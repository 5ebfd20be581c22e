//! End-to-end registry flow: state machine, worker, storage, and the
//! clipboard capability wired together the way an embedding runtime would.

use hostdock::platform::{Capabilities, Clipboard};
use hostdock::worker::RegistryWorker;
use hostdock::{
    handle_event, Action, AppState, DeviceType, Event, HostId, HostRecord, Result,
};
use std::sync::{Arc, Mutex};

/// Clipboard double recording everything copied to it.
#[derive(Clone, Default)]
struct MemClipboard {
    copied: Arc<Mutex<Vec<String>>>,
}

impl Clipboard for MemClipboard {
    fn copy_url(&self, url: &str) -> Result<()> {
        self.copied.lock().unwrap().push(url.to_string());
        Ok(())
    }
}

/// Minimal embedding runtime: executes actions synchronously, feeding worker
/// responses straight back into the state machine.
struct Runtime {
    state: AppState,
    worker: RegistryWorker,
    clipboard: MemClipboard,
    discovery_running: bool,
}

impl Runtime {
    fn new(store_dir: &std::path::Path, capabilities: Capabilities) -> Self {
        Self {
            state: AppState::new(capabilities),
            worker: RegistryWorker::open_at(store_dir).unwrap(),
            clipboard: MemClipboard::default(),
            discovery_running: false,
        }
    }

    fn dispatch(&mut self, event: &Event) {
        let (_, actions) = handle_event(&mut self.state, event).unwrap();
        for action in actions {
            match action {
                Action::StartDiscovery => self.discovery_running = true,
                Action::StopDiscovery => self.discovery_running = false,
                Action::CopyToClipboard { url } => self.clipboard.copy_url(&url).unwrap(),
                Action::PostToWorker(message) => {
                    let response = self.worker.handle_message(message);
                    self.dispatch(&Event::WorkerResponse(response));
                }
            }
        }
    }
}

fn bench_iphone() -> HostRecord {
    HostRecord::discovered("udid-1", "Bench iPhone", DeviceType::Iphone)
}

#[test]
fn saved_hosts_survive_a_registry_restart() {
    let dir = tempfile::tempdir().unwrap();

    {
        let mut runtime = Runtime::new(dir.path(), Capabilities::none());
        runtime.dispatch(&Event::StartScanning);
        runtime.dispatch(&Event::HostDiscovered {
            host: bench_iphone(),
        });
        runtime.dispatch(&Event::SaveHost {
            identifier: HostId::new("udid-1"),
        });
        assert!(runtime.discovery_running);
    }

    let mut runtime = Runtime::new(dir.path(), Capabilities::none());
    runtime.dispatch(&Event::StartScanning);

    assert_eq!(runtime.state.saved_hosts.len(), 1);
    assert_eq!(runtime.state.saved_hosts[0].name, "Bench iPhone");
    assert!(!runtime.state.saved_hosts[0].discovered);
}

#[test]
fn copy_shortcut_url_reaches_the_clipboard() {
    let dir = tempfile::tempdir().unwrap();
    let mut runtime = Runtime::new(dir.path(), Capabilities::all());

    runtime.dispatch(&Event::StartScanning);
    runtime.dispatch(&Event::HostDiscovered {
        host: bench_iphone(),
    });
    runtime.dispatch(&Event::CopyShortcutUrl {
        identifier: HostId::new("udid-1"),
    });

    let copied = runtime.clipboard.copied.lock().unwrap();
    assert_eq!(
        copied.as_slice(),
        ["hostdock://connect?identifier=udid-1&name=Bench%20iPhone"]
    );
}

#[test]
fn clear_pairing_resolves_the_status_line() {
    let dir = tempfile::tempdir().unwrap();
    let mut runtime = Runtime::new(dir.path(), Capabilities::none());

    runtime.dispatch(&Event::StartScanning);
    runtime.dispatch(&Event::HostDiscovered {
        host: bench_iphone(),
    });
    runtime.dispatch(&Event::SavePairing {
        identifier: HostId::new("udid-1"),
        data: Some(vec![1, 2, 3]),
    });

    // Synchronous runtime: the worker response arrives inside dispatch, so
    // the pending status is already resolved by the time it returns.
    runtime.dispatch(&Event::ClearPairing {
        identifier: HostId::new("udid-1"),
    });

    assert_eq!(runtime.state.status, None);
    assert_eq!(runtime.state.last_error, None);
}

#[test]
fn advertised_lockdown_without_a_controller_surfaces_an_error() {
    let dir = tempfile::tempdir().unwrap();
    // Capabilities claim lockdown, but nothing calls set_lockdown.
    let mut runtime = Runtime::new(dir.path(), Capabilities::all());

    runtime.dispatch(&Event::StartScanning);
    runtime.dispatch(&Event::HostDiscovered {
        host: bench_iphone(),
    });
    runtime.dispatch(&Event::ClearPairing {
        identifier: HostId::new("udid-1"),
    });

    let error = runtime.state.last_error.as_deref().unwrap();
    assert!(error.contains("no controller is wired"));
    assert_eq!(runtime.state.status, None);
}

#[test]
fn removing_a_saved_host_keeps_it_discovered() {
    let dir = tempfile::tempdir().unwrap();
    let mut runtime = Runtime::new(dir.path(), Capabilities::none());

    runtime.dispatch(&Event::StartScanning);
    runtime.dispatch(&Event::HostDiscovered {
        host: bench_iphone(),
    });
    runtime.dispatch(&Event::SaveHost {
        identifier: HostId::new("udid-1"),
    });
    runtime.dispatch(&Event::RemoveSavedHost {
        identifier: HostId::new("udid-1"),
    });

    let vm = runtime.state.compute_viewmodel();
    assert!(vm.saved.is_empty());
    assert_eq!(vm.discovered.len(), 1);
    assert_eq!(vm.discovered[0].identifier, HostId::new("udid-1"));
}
________________________
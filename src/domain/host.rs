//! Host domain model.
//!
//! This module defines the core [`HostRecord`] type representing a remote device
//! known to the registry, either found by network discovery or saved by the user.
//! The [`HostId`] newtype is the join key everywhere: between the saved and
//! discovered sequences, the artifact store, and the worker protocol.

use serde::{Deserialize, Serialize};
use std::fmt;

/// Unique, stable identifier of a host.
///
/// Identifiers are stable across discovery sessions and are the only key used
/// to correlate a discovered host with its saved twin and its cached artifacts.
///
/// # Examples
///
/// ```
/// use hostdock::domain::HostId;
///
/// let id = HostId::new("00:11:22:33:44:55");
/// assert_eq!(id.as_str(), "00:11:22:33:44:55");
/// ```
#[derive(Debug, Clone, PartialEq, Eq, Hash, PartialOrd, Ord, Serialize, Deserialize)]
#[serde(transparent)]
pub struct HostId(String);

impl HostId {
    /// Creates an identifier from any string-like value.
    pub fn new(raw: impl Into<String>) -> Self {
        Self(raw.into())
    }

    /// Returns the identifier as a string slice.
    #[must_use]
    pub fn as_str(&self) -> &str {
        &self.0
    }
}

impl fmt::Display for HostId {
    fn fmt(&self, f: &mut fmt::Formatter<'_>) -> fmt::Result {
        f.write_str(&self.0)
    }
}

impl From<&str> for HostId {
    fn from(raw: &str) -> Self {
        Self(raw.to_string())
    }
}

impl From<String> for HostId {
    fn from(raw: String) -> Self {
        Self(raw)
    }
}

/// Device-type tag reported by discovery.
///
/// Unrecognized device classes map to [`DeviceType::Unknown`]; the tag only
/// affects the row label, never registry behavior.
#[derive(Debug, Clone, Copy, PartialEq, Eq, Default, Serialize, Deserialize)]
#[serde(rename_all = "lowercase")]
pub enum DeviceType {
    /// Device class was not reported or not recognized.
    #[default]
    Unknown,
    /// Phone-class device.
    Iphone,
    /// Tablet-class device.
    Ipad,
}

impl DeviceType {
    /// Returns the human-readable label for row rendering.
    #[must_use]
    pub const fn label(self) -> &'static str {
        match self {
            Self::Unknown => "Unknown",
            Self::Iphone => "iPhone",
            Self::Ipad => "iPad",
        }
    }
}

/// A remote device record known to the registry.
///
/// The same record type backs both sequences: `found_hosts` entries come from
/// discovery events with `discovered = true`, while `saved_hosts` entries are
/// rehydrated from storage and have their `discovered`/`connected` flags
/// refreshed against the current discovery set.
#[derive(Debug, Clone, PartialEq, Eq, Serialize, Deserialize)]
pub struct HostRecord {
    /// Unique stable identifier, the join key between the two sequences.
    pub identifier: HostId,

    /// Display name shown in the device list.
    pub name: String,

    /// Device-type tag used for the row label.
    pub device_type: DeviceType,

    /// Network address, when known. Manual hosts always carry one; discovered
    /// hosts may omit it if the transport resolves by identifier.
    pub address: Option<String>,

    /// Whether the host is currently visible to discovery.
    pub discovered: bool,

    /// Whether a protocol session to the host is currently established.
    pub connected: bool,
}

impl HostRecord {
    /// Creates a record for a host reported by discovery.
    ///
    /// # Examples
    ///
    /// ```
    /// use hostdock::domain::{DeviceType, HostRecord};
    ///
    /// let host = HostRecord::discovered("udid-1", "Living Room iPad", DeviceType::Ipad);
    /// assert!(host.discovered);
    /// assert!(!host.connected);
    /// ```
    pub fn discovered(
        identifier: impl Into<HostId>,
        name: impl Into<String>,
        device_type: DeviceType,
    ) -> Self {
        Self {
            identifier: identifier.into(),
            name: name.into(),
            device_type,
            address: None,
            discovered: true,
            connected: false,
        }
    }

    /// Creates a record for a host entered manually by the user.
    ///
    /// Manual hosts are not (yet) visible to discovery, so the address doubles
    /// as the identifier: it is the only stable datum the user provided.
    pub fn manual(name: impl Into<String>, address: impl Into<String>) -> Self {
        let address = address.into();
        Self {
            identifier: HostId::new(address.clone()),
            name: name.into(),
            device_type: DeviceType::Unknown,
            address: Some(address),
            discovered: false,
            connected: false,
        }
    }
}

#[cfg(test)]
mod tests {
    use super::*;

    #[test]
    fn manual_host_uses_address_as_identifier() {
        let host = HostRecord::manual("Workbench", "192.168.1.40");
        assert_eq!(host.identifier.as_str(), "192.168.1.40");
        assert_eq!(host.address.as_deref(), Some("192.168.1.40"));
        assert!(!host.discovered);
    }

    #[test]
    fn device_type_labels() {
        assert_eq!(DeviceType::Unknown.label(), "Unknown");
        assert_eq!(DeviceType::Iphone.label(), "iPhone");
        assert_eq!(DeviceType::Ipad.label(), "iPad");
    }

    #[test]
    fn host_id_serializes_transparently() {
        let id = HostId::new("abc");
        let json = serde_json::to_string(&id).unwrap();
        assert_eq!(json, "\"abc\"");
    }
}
________________________
_REQUIREMENT_.
Only a number is wanted here: how many lines of the material hold the word "storage".

_TASK RESPONSE_.
2